Recently I joined a web seminar. It was about using geospatial files in Tableau – the new feature released in Tableau 10.2. We were not able to use geospatial files directly in Tableau before, but only through some clever workarounds. So I made it my goal to learn how to create these files and visualize geospatial data in Tableau itself.
Now that I’ve mastered this skill, I want to share my experience with you.
Where to get geospatial data
There are many ways to make geospatial shape files for Tableau. For starters, you can export them from your Google Maps or use the GMap GIS tool for very simple shapes.

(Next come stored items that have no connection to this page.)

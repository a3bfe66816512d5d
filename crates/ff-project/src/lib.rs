//! ff-project: run configuration file format and validation.

pub mod convert;
pub mod schema;
pub mod validate;

pub use convert::{to_freeze_config, to_sweep_definition};
pub use schema::*;
pub use validate::{LATEST_VERSION, ValidationError, validate_config};

pub type ProjectResult<T> = Result<T, ProjectError>;

#[derive(thiserror::Error, Debug)]
pub enum ProjectError {
    #[error("Validation error: {0}")]
    Validation(#[from] ValidationError),

    #[error("Solver configuration error: {0}")]
    Solver(#[from] ff_solver::SolverError),

    #[error("I/O error: {0}")]
    Io(#[from] std::io::Error),

    #[error("YAML error: {0}")]
    Yaml(#[from] serde_yaml::Error),

    #[error("JSON error: {0}")]
    Json(#[from] serde_json::Error),
}

pub fn load_yaml(path: &std::path::Path) -> ProjectResult<RunConfigDef> {
    let content = std::fs::read_to_string(path)?;
    let config: RunConfigDef = serde_yaml::from_str(&content)?;
    validate_config(&config)?;
    Ok(config)
}

pub fn save_yaml(path: &std::path::Path, config: &RunConfigDef) -> ProjectResult<()> {
    validate_config(config)?;
    let content = serde_yaml::to_string(config)?;
    std::fs::write(path, content)?;
    Ok(())
}

pub fn load_json(path: &std::path::Path) -> ProjectResult<RunConfigDef> {
    let content = std::fs::read_to_string(path)?;
    let config: RunConfigDef = serde_json::from_str(&content)?;
    validate_config(&config)?;
    Ok(config)
}

pub fn save_json(path: &std::path::Path, config: &RunConfigDef) -> ProjectResult<()> {
    validate_config(config)?;
    let content = serde_json::to_string_pretty(config)?;
    std::fs::write(path, content)?;
    Ok(())
}

/// Load by extension: `.json` as JSON, anything else as YAML.
pub fn load(path: &std::path::Path) -> ProjectResult<RunConfigDef> {
    match path.extension().and_then(|e| e.to_str()) {
        Some("json") => load_json(path),
        _ => load_yaml(path),
    }
}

Tableau allows you to import geo data in the following formats:
KML files (.kml)
ERSI Shapefiles (.shp)
MapInfo Tables (.tab)
MapInfo Interchange Formats (.mif)
GeoJSON files (.geojson)
You can obtain publicly available geospatial files from the following sources recommended by Tableau:
From the US:
Data.gov: full catalog of open data in the US
Census.gov: census boundaries
Open Data Philly: great example of what many major cities are offering
National data portals:
UK Ordnance Survey: local administrative and electoral boundaries for Great Britain
Swiss Open Data: administrative, conservation, utilities, and more spatial data for Switzerland
Instituto Brasileiro de Geografia e Estatística (IBGE): comprehensive administrative and census data for Brazil
GADM: catalog of administrative boundaries for nearly every country in the world
HDX (Humanitarian Data Exchange): makes humanitarian data easy to find and use
Creating my own geospatial files for Tableau (Geospatial IronViz)

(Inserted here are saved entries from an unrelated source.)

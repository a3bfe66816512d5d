//! Run configuration and pre-solve validation.

use crate::boundary::BoundaryCondition;
use crate::error::{SolverError, SolverResult};
use ff_core::units::{Conductivity, Density, Length, SpecificHeat, ice, m};
use ff_core::{ensure_finite, ensure_positive, is_multiple_of, step_count};
use tracing::{debug, warn};

/// Largest diffusion number for which the explicit scheme is stable.
pub const STABILITY_LIMIT: f64 = 0.5;

/// Nondimensional extents and step sizes.
#[derive(Clone, Copy, Debug, PartialEq)]
pub struct GridSpec {
    /// Stop time
    pub tstop: f64,
    /// Domain length (normalized droplet radius, conventionally 1)
    pub xstop: f64,
    /// Time step
    pub dt: f64,
    /// Space step
    pub dx: f64,
}

impl Default for GridSpec {
    fn default() -> Self {
        Self {
            tstop: 5.0,
            xstop: 1.0,
            dt: 1.125e-5,
            dx: 0.005,
        }
    }
}

/// Droplet material and scaling parameters.
#[derive(Clone, Copy, Debug, PartialEq)]
pub struct PhysicalParams {
    /// Dimensionless diffusion parameter
    pub epsilon: f64,
    /// Droplet radius R
    pub radius: Length,
    /// Solid density rho_s
    pub density: Density,
    /// Solid specific heat c_s
    pub specific_heat: SpecificHeat,
    /// Solid thermal conductivity k_s
    pub conductivity: Conductivity,
}

impl Default for PhysicalParams {
    fn default() -> Self {
        Self {
            epsilon: 0.01,
            radius: m(1e-5),
            density: ice::density(),
            specific_heat: ice::specific_heat(),
            conductivity: ice::conductivity(),
        }
    }
}

impl PhysicalParams {
    pub fn validate(&self) -> SolverResult<()> {
        ensure_positive(self.epsilon, "epsilon")?;
        ensure_positive(self.radius.value, "radius R")?;
        ensure_positive(self.density.value, "solid density rho_s")?;
        ensure_positive(self.specific_heat.value, "solid specific heat c_s")?;
        ensure_positive(self.conductivity.value, "solid conductivity k_s")?;
        Ok(())
    }
}

/// What to do when the diffusion number exceeds [`STABILITY_LIMIT`].
#[derive(Clone, Copy, Debug, Default, PartialEq, Eq)]
pub enum StabilityPolicy {
    /// Refuse to run.
    #[default]
    Reject,
    /// Log a warning and run anyway; the field will oscillate and grow.
    Warn,
}

/// Everything one freeze needs.
#[derive(Clone, Debug)]
pub struct FreezeConfig {
    pub grid: GridSpec,
    pub physical: PhysicalParams,
    pub outer_boundary: BoundaryCondition,
    pub stability: StabilityPolicy,
    /// Keep every N-th field column (the first and last are always kept).
    pub record_every: usize,
}

impl Default for FreezeConfig {
    fn default() -> Self {
        Self {
            grid: GridSpec::default(),
            physical: PhysicalParams::default(),
            outer_boundary: BoundaryCondition::default(),
            stability: StabilityPolicy::default(),
            record_every: 1,
        }
    }
}

/// Derived sizes of a validated run.
#[derive(Clone, Copy, Debug, PartialEq)]
pub struct SolveSetup {
    /// Number of space points
    pub m: usize,
    /// Number of time points
    pub n: usize,
    /// Diffusion number epsilon*dt/dx^2
    pub r: f64,
}

impl FreezeConfig {
    /// Diffusion number of this configuration.
    pub fn diffusion_number(&self) -> f64 {
        self.physical.epsilon * self.grid.dt / (self.grid.dx * self.grid.dx)
    }

    /// Check every parameter and the stability bound before anything is allocated.
    pub fn validate(&self) -> SolverResult<SolveSetup> {
        let g = &self.grid;
        ensure_positive(g.tstop, "tstop")?;
        ensure_positive(g.xstop, "xstop")?;
        ensure_positive(g.dt, "dt")?;
        ensure_positive(g.dx, "dx")?;

        if g.dt > g.tstop {
            return Err(SolverError::InvalidConfig {
                what: format!("dt = {} must not exceed tstop = {}", g.dt, g.tstop),
            });
        }
        if !is_multiple_of(g.xstop, g.dx, 1e-6) {
            return Err(SolverError::InvalidConfig {
                what: format!(
                    "xstop = {} must be an integer multiple of dx = {}",
                    g.xstop, g.dx
                ),
            });
        }
        let m = step_count(g.xstop, g.dx) + 1;
        if m < 3 {
            return Err(SolverError::InvalidConfig {
                what: format!(
                    "dx = {} leaves {} space points; at least 3 are needed for an interior cell",
                    g.dx, m
                ),
            });
        }
        let n = step_count(g.tstop, g.dt) + 1;

        self.physical.validate()?;

        if self.record_every == 0 {
            return Err(SolverError::InvalidConfig {
                what: "record_every must be at least 1".to_string(),
            });
        }
        if let BoundaryCondition::Constant(v) = self.outer_boundary {
            ensure_finite(v, "outer boundary value")?;
        }

        let r = self.diffusion_number();
        if r > STABILITY_LIMIT {
            match self.stability {
                StabilityPolicy::Reject => {
                    return Err(SolverError::Unstable {
                        r,
                        limit: STABILITY_LIMIT,
                    });
                }
                StabilityPolicy::Warn => {
                    warn!(
                        r,
                        limit = STABILITY_LIMIT,
                        "diffusion number exceeds explicit stability limit; results will be invalid"
                    );
                }
            }
        }

        debug!(m, n, r, "freeze setup validated");
        Ok(SolveSetup { m, n, r })
    }
}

If you are anything like me, you’ll want to make your own complex files. To do just that, I downloaded ArcGIS (Windows) and QGIS (Mac) and gave both a fair trial. I used each for 30 minutes, making some test geo shapes. Eventually, I found QGIS to be my best candidate and went forward with making my geo shapes using this open source software.
I've always been interested in cartography. Recently I helped to digitize the David Rumsey map collection by taking scanned map files of old maps and mapping them onto the modern world map using coordinates (where available) or by matching features such as lakes, rivers and cities.

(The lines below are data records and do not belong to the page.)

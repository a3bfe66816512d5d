//! Explicit moving-boundary solver for a freezing spherical droplet.
//!
//! The droplet radius is normalized to 1 and the frozen shell grows inward from
//! the surface. Each time step first diffuses the nondimensional temperature
//! through the frozen region, then advances the front with the Stefan
//! condition `ds/dt = -(dU/dx)|_front / s`. Results are mapped back to
//! physical units with the conduction timescale `R^2 rho c / k`.

pub mod boundary;
pub mod config;
pub mod dimensional;
pub mod error;
pub mod field;
pub mod front;
pub mod grid;
pub mod solve;
pub mod sweep;

pub use boundary::BoundaryCondition;
pub use config::{
    FreezeConfig, GridSpec, PhysicalParams, STABILITY_LIMIT, SolveSetup, StabilityPolicy,
};
pub use dimensional::{Dimensional, characteristic_time, dimensionalize};
pub use error::{SolverError, SolverResult};
pub use grid::Grid;
pub use solve::{FreezeSolution, StepEvent, solve_freeze, solve_freeze_with_observer};
pub use sweep::{
    SweepDefinition, SweepParameter, SweepPoint, SweepResult, SweepType, run_sweep,
};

So I decided that for my geospatial training I would take a few really early maps, recreate them in QGIS, and visualize them in Tableau.
I selected these maps and web resources:
Each map is an improvement on the previous map, so instead of recreating each map, I highlighted only the improvements made by cartographers, because that's what matters. There are many maps out there, but I only needed those that actually provide better information.
It’s amazing how in the past people would bet their lives on a piece of fabric, paper or skin with a few very simplistic graphics shapes on it. Those adventurers shared their findings and inspired one another to continue the discovery. It reminds me of the data discovery process that we all, as data people, go through. So I used this analogy to create this minimalist data story.